Governor’s Writing Awards Celebrated Literary Leadership

The Governor’s Writing Awards recognized literary leaders throughout Washington state.

Honorees and audience at the 1993 Governor's Writing Award. Between 1992 and 1994, Humanities Washington helped transform the awards into a larger, more public celebration than in years past.

Audience members applaud the 1993 Governor’s Writing Award recipients. The annual event recognized literary leadership in Washington state.

Humanities Washington is celebrating our 40th anniversary with 40 Years of Washington Stories. Each week on Spark, we are sharing stories about the humanities in Washington state.

When the Governor’s Writing Awards event began in the late 1960’s, it took place in Olympia as a small, private dinner event.  The early 1990’s resulted in a major transformation of the awards in terms of growth, visiblity and audience size.
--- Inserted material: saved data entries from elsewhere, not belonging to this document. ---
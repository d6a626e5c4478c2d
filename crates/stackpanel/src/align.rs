/// Horizontal placement of a control within its parent region.
#[derive(Debug, Clone, Copy, Hash, PartialEq, Eq, Default)]
pub enum HorizontalAlignment {
    /// Flush with the left edge.
    Left,
    /// Flush with the right edge.
    Right,
    /// Centered.
    #[default]
    Center,
}

impl HorizontalAlignment {
    /// Offset of an extent of `size` inside `available`.
    pub fn offset(self, size: f32, available: f32) -> f32 {
        match self {
            Self::Left => 0.0,
            Self::Right => available - size,
            Self::Center => (available - size) / 2.0,
        }
    }
}

/// Vertical placement of a control within its parent region.
#[derive(Debug, Clone, Copy, Hash, PartialEq, Eq, Default)]
pub enum VerticalAlignment {
    /// Flush with the top edge.
    Top,
    /// Flush with the bottom edge.
    Bottom,
    /// Centered.
    #[default]
    Center,
}

impl VerticalAlignment {
    /// Offset of an extent of `size` inside `available`.
    pub fn offset(self, size: f32, available: f32) -> f32 {
        match self {
            Self::Top => 0.0,
            Self::Bottom => available - size,
            Self::Center => (available - size) / 2.0,
        }
    }
}

#[cfg(test)]
mod tests {
    use super::*;

    #[test]
    fn offsets() {
        assert_eq!(HorizontalAlignment::Left.offset(10.0, 100.0), 0.0);
        assert_eq!(HorizontalAlignment::Right.offset(10.0, 100.0), 90.0);
        assert_eq!(HorizontalAlignment::Center.offset(10.0, 100.0), 45.0);
        assert_eq!(VerticalAlignment::Bottom.offset(30.0, 20.0), -10.0);
    }
}
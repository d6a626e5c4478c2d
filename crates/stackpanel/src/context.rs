use geom::{Axis, Measure};

use crate::{dimension::LengthInput, error::Result, host::Host, id::NodeId, node::Node, tree::Tree};

/// Access to the tree on behalf of one control, handed to widget hooks.
pub struct NodeContext<'a> {
    /// Tree being updated.
    tree: &'a mut Tree,
    /// Node bound to this context.
    node_id: NodeId,
}

impl<'a> NodeContext<'a> {
    /// Create a new context for a node.
    pub fn new(tree: &'a mut Tree, node_id: NodeId) -> Self {
        Self { tree, node_id }
    }

    /// The bound node.
    pub fn node_id(&self) -> NodeId {
        self.node_id
    }

    /// Shared tree access.
    pub fn tree(&self) -> &Tree {
        &*self.tree
    }

    /// Mutable tree access.
    pub fn tree_mut(&mut self) -> &mut Tree {
        &mut *self.tree
    }

    /// The layout host.
    pub fn host(&self) -> &Host {
        self.tree.host()
    }

    /// The bound node's data.
    pub fn node(&self) -> Result<&Node> {
        self.tree.get(self.node_id)
    }

    /// Mutable node data.
    pub(crate) fn node_mut(&mut self) -> Result<&mut Node> {
        self.tree.get_mut(self.node_id)
    }

    /// Children of the bound node, in stacking order.
    pub fn children(&self) -> Result<Vec<NodeId>> {
        Ok(self.node()?.children.clone())
    }

    /// Mark the bound node and its ancestors for re-layout.
    pub fn mark_as_dirty(&mut self) -> Result<()> {
        self.tree.mark_as_dirty(self.node_id)
    }

    /// Request another measure iteration for the bound node.
    pub fn request_rebuild(&mut self) -> Result<()> {
        self.node_mut()?.rebuild_layout = true;
        Ok(())
    }

    /// Inherited pre-measure: start from the parent region.
    pub fn base_pre_measure(&mut self, parent: Measure) -> Result<()> {
        self.node_mut()?.current_measure.copy_from(&parent);
        Ok(())
    }

    /// Inherited processing: children get this control's own region.
    pub fn base_additional_processing(&mut self, _parent: Measure) -> Result<()> {
        let node = self.node_mut()?;
        node.measure_for_children = node.current_measure;
        Ok(())
    }

    /// Inherited post-measure.
    pub fn base_post_measure(&mut self) -> Result<()> {
        Ok(())
    }

    /// Inherited width/height setter.
    ///
    /// No-op when `value` equals the current display string; otherwise the
    /// value is parsed and the node is marked dirty if it changed.
    pub fn assign_size(&mut self, axis: Axis, value: LengthInput) -> Result<()> {
        let host = *self.host();
        let source = value.into_source();
        let dimension = self.node_mut()?.size_value_mut(axis);
        if dimension.to_display(&host) == source {
            return Ok(());
        }
        if dimension.from_source(&source) {
            self.mark_as_dirty()?;
        }
        Ok(())
    }
}
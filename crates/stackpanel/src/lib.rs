//! Stackpanel: the layout pass of a retained-mode 2D control tree.
//!
//! Controls live in an arena [`Tree`] and are laid out top-down: every control
//! resolves its own region from the region its parent hands it, containers
//! then lay out their children and may ask for another iteration when their
//! own size changed as a result.
//!
//! # Quick Start
//!
//! - [`Tree`] - The arena, its host, and the layout entry point
//! - [`StackPanel`] - A container that stacks children and sizes to them
//! - [`Widget`] - The trait implemented by all controls
//!
//! # Module Organization
//!
//! - [`dimension`] - Length values and their parsing
//! - [`host`] - Render surface, adaptive scaling, and layout options
//! - [`layout`] - The measure pass and its counters

#![warn(missing_docs)]

/// Control alignment within a parent region.
pub mod align;
/// Per-node access for widget hooks.
pub mod context;
pub mod dimension;
/// Error types.
pub mod error;
pub mod host;
/// Node identifiers.
pub mod id;
pub mod layout;
/// Control names.
pub mod name;
/// Node storage.
pub mod node;
pub mod stack;
/// Control arena.
pub mod tree;
pub mod widget;

pub use align::{HorizontalAlignment, VerticalAlignment};
pub use context::NodeContext;
pub use dimension::{DimensionValue, LengthInput, Unit};
pub use error::{Error, ParseError, Result};
pub use geom;
pub use host::{AdaptiveScaling, Host, HostConfig, LayoutOptions};
pub use id::{NodeId, TypedId};
pub use layout::LayoutStats;
pub use name::NodeName;
pub use node::Node;
pub use stack::StackPanel;
pub use tree::Tree;
pub use widget::{Container, Control, Widget};
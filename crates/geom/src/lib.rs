//! Pixel geometry primitives used by the layout engine.

/// Layout regions in pixel space.
mod measure;
/// Width/height size type.
mod size;

pub use measure::Measure;
pub use size::Size;

/// Stacking axis of a linear layout.
#[derive(Debug, Clone, Copy, Hash, PartialEq, Eq, Default)]
pub enum Axis {
    /// Children are laid out left to right.
    Horizontal,
    /// Children are laid out top to bottom.
    #[default]
    Vertical,
}

impl Axis {
    /// Return the axis for a vertical flag.
    pub fn from_vertical(vertical: bool) -> Self {
        if vertical {
            Self::Vertical
        } else {
            Self::Horizontal
        }
    }

    /// True for the vertical axis.
    pub fn is_vertical(self) -> bool {
        self == Self::Vertical
    }

    /// The perpendicular axis.
    pub fn cross(self) -> Self {
        match self {
            Self::Horizontal => Self::Vertical,
            Self::Vertical => Self::Horizontal,
        }
    }
}
use super::{Axis, Size};

/// A rectangular region in pixel space.
///
/// Controls keep several of these: the region they occupy, the region they
/// hand to their children, and the parent region they were last laid out in.
#[derive(Debug, Clone, Copy, PartialEq, Default)]
pub struct Measure {
    /// Left edge.
    pub left: f32,
    /// Top edge.
    pub top: f32,
    /// Width.
    pub width: f32,
    /// Height.
    pub height: f32,
}

impl Measure {
    /// Construct a new measure.
    pub fn new(left: f32, top: f32, width: f32, height: f32) -> Self {
        Self {
            left,
            top,
            width,
            height,
        }
    }

    /// A zero-sized measure at the origin.
    pub fn empty() -> Self {
        Self::default()
    }

    /// Overwrite every field from `other`.
    pub fn copy_from(&mut self, other: &Self) {
        *self = *other;
    }

    /// Exact field-wise comparison.
    pub fn is_equals_to(&self, other: &Self) -> bool {
        self == other
    }

    /// Dimensions without location.
    pub fn size(&self) -> Size {
        Size::new(self.width, self.height)
    }

    /// Extent along `axis`.
    pub fn extent(&self, axis: Axis) -> f32 {
        self.size().main(axis)
    }

    /// Right edge.
    pub fn right(&self) -> f32 {
        self.left + self.width
    }

    /// Bottom edge.
    pub fn bottom(&self) -> f32 {
        self.top + self.height
    }

    /// Truncate every field toward zero. Non-finite values pass through.
    pub fn truncate(&self) -> Self {
        Self {
            left: self.left.trunc(),
            top: self.top.trunc(),
            width: self.width.trunc(),
            height: self.height.trunc(),
        }
    }
}

#[cfg(test)]
mod tests {
    use super::*;

    #[test]
    fn copy_from_overwrites() {
        let mut m = Measure::empty();
        m.copy_from(&Measure::new(1.0, 2.0, 3.0, 4.0));
        assert!(m.is_equals_to(&Measure::new(1.0, 2.0, 3.0, 4.0)));
        assert_eq!(m.right(), 4.0);
        assert_eq!(m.bottom(), 6.0);
    }

    #[test]
    fn truncate_toward_zero() {
        let m = Measure::new(1.7, -2.5, 10.99, 0.2).truncate();
        assert_eq!(m, Measure::new(1.0, -2.0, 10.0, 0.0));
        assert!(Measure::new(f32::NAN, 0.0, 0.0, 0.0).truncate().left.is_nan());
    }

    #[test]
    fn extent_by_axis() {
        let m = Measure::new(0.0, 0.0, 5.0, 9.0);
        assert_eq!(m.extent(Axis::Horizontal), 5.0);
        assert_eq!(m.extent(Axis::Vertical), 9.0);
    }
}
//! # Burrow
//!
//! Grid placement and production composition engine for a dungeon base-building game.
//!
//! ## Architecture Overview
//!
//! Players place polyomino-shaped rooms on a fixed tile grid per floor, staff
//! them with creatures, and every simulated tick the engine works out how much
//! of each resource every room produces. The crate is organised around a few
//! concepts:
//!
//! - **Grid**: tile occupancy, room shapes, placement validation and adjacency
//! - **World**: floors, placed rooms, inhabitants, hallways and connections
//! - **Catalog**: read-only content definitions keyed by id, loaded from JSON
//! - **Production**: the ordered modifier chain that turns base rates into output
//! - **Ledger**: the capped resource store the per-tick income pass folds into
//!
//! Every operation that changes a floor returns a new [`Floor`] value and leaves
//! its input untouched, so a preview placement can never corrupt the
//! authoritative state.

pub mod catalog;
pub mod grid;
pub mod ledger;
pub mod production;
pub mod sandbox;
pub mod world;

pub use catalog::*;
pub use grid::*;
pub use ledger::*;
pub use production::*;
pub use sandbox::*;
pub use world::*;

/// Core error type for the Burrow engine.
#[derive(thiserror::Error, Debug)]
pub enum BurrowError {
    /// I/O operation failed
    #[error("I/O error: {0}")]
    Io(#[from] std::io::Error),

    /// Serialization/deserialization error
    #[error("Serialization error: {0}")]
    Serde(#[from] serde_json::Error),

    /// Catalog content is inconsistent
    #[error("Invalid catalog: {0}")]
    InvalidCatalog(String),

    /// A room could not be placed
    #[error("{0}")]
    Placement(#[from] PlacementRejection),

    /// An upgrade could not be applied
    #[error("{0}")]
    Upgrade(#[from] UpgradeError),

    /// Referenced entity is not on the floor
    #[error("Entity not found: {0}")]
    EntityNotFound(EntityId),

    /// The ledger cannot pay a cost
    #[error("Not enough resources: {0}")]
    InsufficientResources(String),

    /// A connection request was rejected
    #[error("Invalid connection: {0}")]
    InvalidConnection(String),
}

/// Result type used throughout the Burrow codebase.
pub type BurrowResult<T> = Result<T, BurrowError>;

/// Version information for the engine.
pub const VERSION: &str = env!("CARGO_PKG_VERSION");

/// Engine configuration constants.
pub mod config {
    /// Width and height of every floor grid in tiles
    pub const GRID_SIZE: i32 = 20;

    /// Production bonus added per floor of depth
    pub const DEPTH_BONUS_PER_LEVEL: f64 = 0.05;

    /// Simulation ticks per in-game minute, used for display rates
    pub const TICKS_PER_MINUTE: f64 = 5.0;

    /// Fear tolerance assumed when a creature definition omits one
    pub const DEFAULT_FEAR_TOLERANCE: i32 = 2;

    /// Worker efficiency assumed when a creature definition is unknown
    pub const DEFAULT_WORKER_EFFICIENCY: f64 = 1.0;

    /// Corruption needed before dark upgrades unlock
    pub const DARK_UPGRADE_CORRUPTION_THRESHOLD: f64 = 50.0;

    /// First hour (inclusive) counted as night
    pub const NIGHT_START_HOUR: u32 = 18;

    /// First hour (inclusive) counted as day
    pub const DAY_START_HOUR: u32 = 6;
}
Between 1992 and 1994 with support from Humanities Washington and local publishers, the event transformed to a large public celebration that recognized Washington’s best writers.  The event also grew to a new location in 1994 — moving north to Seattle after 28 years in Olympia.

Pacific Northwest author Shawn Wong presided over the presentation of the 1994 awards in North Seattle, which featured Washington notables Sherman Alexie and Paul DeBarros.  Local university presses and small publishing houses co-hosted a reception that allowed people attending the large, public literary event to meet the award-winners and purchase books.

One of the new recognition categories added to the Governor’s Writing Awards was the Nancy Blankenship Pryor Lifetime Achievement Award. The category was named in honor of Nancy Blankenship Pryor, who worked for many years at the Washington State Library.  Rick Simonson won the award in 1994 for building Elliot Bay Book Company’s author readings program into a nationally recognized institution.

Today, the Governor’s Writing Awards are now known as the Washington State Book Awards.  They continue to provide governmental recognition and encourage public support for people who contribute to Washington’s vibrant literary scene.